Así, los bandos en pugna están divididos en su seno y no
hay nadie que podamos calificar sin reservas de “bueno” o de una nobleza sin
reservas. Los luchadores de la libertad, por ejemplo, acaban cometiendo
atrocidades y tropelías; o deciden salvarse ellos cuando tienen oportunidad
abandonando a sus correligionarios; o asesinan para conseguir sus fines; o, en
el fondo, son unos falsos subversivos que lo único que buscan es reemplazar a
sus adversarios en el poder sin cambiar la esencia del sistema. Por su parte, la
élite gobernante de Tianzhu, mezquina y tramposa, es al fin y al cabo la
garante de la paz social y la supervivencia humana.
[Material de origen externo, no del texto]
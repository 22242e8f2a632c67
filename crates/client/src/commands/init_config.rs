//! Write a mod configuration seeded from a host table.

use std::path::PathBuf;

use anyhow::{Result, bail};
use clap::Parser;
use console::style;
use stamina_content::{ConfigFile, ConfigLoader, GlobalsDocument, STAMINA_POINTER, read_field};
use stamina_core::{AdjustmentMethod, StaminaSchema};

use super::parse_method;

/// Create a config file whose fixed values match the current stamina table
#[derive(Parser, Debug)]
pub struct InitConfig {
    /// Host globals JSON document to read the current values from
    #[arg(long)]
    pub globals: PathBuf,

    /// Config file to create (.json or .toml)
    #[arg(short, long)]
    pub output: PathBuf,

    /// Adjustment method written to the file
    #[arg(long, default_value = "fixed", value_parser = parse_method)]
    pub method: AdjustmentMethod,

    /// Percentage written to the file
    #[arg(long, default_value_t = 0.0, allow_negative_numbers = true)]
    pub percent: f64,

    /// JSON pointer of the stamina table inside the document
    #[arg(long, default_value = STAMINA_POINTER)]
    pub pointer: String,

    /// Overwrite an existing file
    #[arg(short, long)]
    pub force: bool,
}

impl InitConfig {
    pub async fn execute(self) -> Result<()> {
        if self.output.exists() && !self.force {
            bail!(
                "{} already exists (use --force to overwrite)",
                self.output.display()
            );
        }

        let globals = GlobalsDocument::load_async(&self.globals)
            .await?
            .with_pointer(self.pointer);
        let stamina = globals.stamina()?;
        let file = ConfigFile::snapshot(
            |field| read_field(stamina, field),
            &StaminaSchema::stamina(),
            self.method,
            self.percent,
        );
        ConfigLoader::save(&self.output, &file)?;

        println!(
            "{} Wrote {} ({} entries, method {})",
            style("✓").green().bold(),
            style(self.output.display()).cyan(),
            file.fields.len(),
            self.method
        );
        Ok(())
    }
}
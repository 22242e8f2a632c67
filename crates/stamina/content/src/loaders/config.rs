//! Mod configuration loader.

use std::path::Path;

use stamina_core::{StaminaConfig, StaminaSchema};

use crate::formats::ConfigFile;
use crate::loaders::{LoadResult, read_file, read_file_async, write_file};

/// Serialization format of a configuration file.
#[derive(Clone, Copy, Debug, PartialEq, Eq)]
pub enum ConfigFormat {
    Json,
    Toml,
}

impl ConfigFormat {
    /// Picks the format from the file extension. Anything but `.toml` is JSON.
    pub fn from_path(path: &Path) -> Self {
        match path.extension().and_then(|ext| ext.to_str()) {
            Some(ext) if ext.eq_ignore_ascii_case("toml") => Self::Toml,
            _ => Self::Json,
        }
    }
}

/// Loader for the mod configuration from JSON or TOML files.
pub struct ConfigLoader;

impl ConfigLoader {
    /// Load and validate a configuration file against the built-in schema.
    pub fn load(path: &Path) -> LoadResult<StaminaConfig> {
        let content = read_file(path)?;
        Self::parse(&content, ConfigFormat::from_path(path))
            .map_err(|e| anyhow::anyhow!("Invalid config {}: {}", path.display(), e))
    }

    /// Async variant of [`ConfigLoader::load`].
    pub async fn load_async(path: &Path) -> LoadResult<StaminaConfig> {
        let content = read_file_async(path).await?;
        Self::parse(&content, ConfigFormat::from_path(path))
            .map_err(|e| anyhow::anyhow!("Invalid config {}: {}", path.display(), e))
    }

    /// Parse and validate configuration text.
    pub fn parse(content: &str, format: ConfigFormat) -> LoadResult<StaminaConfig> {
        let file = Self::parse_file(content, format)?;
        let config = file.into_config(&StaminaSchema::stamina())?;
        Ok(config)
    }

    /// Parse configuration text without interpreting it.
    pub fn parse_file(content: &str, format: ConfigFormat) -> LoadResult<ConfigFile> {
        let file = match format {
            ConfigFormat::Json => serde_json::from_str(content)
                .map_err(|e| anyhow::anyhow!("Failed to parse config JSON: {}", e))?,
            ConfigFormat::Toml => toml::from_str(content)
                .map_err(|e| anyhow::anyhow!("Failed to parse config TOML: {}", e))?,
        };
        Ok(file)
    }

    /// Write a configuration file, choosing the format from the extension.
    pub fn save(path: &Path, file: &ConfigFile) -> LoadResult<()> {
        let content = match ConfigFormat::from_path(path) {
            ConfigFormat::Json => serde_json::to_string_pretty(file)
                .map_err(|e| anyhow::anyhow!("Failed to serialize config JSON: {}", e))?,
            ConfigFormat::Toml => toml::to_string_pretty(file)
                .map_err(|e| anyhow::anyhow!("Failed to serialize config TOML: {}", e))?,
        };
        write_file(path, &content)
    }
}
Es una sociedad de consumo
alienante, pero parece ser la única alternativa que asegura una cierta
felicidad (con todo lo falsa y superficial que sea) y orden en un entorno
cerrado en el que cualquier altercado puede tener consecuencias catastróficas.
De hecho, cuando Tianzhu pierde el control, todo se desliza hacia el caos y la más
salvaje y estúpida autodestrucción.
Esa ambigüedad se extiende a los personajes. Scott, el
teórico “héroe”, es un individuo estirado e introvertido que en ningún momento
cae bien; John, el amable animoide que trabaja con él, sucumbe a la rabia y se vuelve contra sus amigos; Aicha cruza un punto de no retorno
cuando asesina a un prisionero indefenso y luego intenta racionalizarlo como un
acto necesario para la causa de la rebelión…
Relacionado con todo esto, la obra explora una serie de cuestiones políticas, sociológicas, éticas y filosóficas. ¿Puede la Humanidad vivir pacíficamente sin una autoridad que la controle muy de cerca? ¿Es la libertad total, a la hora de la verdad, una fuerza destructora? ¿Qué y a quién estamos dispuestos a sacrificar con tal de mantener nuestro estatus de vida, por muy precario que éste pueda ser? ¿Está justificada la violencia contra un régimen violento? ¿En qué momento se pasa de la defensa de una causa a la radicalización terrorista? Son temas que van intercalándose entre los fragmentos de acción, apareciendo en escenas concretas o de fondo en la historia general. Es “Shangri-La”, por tanto, un comic que se inscribe en la tradición más clásica y reflexiva de la CF: escoger tendencias y problemas contemporáneos y extrapolarlos al futuro, “vistiéndolos” de una manera algo diferente para así tomar distancia y analizarlos con mayor claridad.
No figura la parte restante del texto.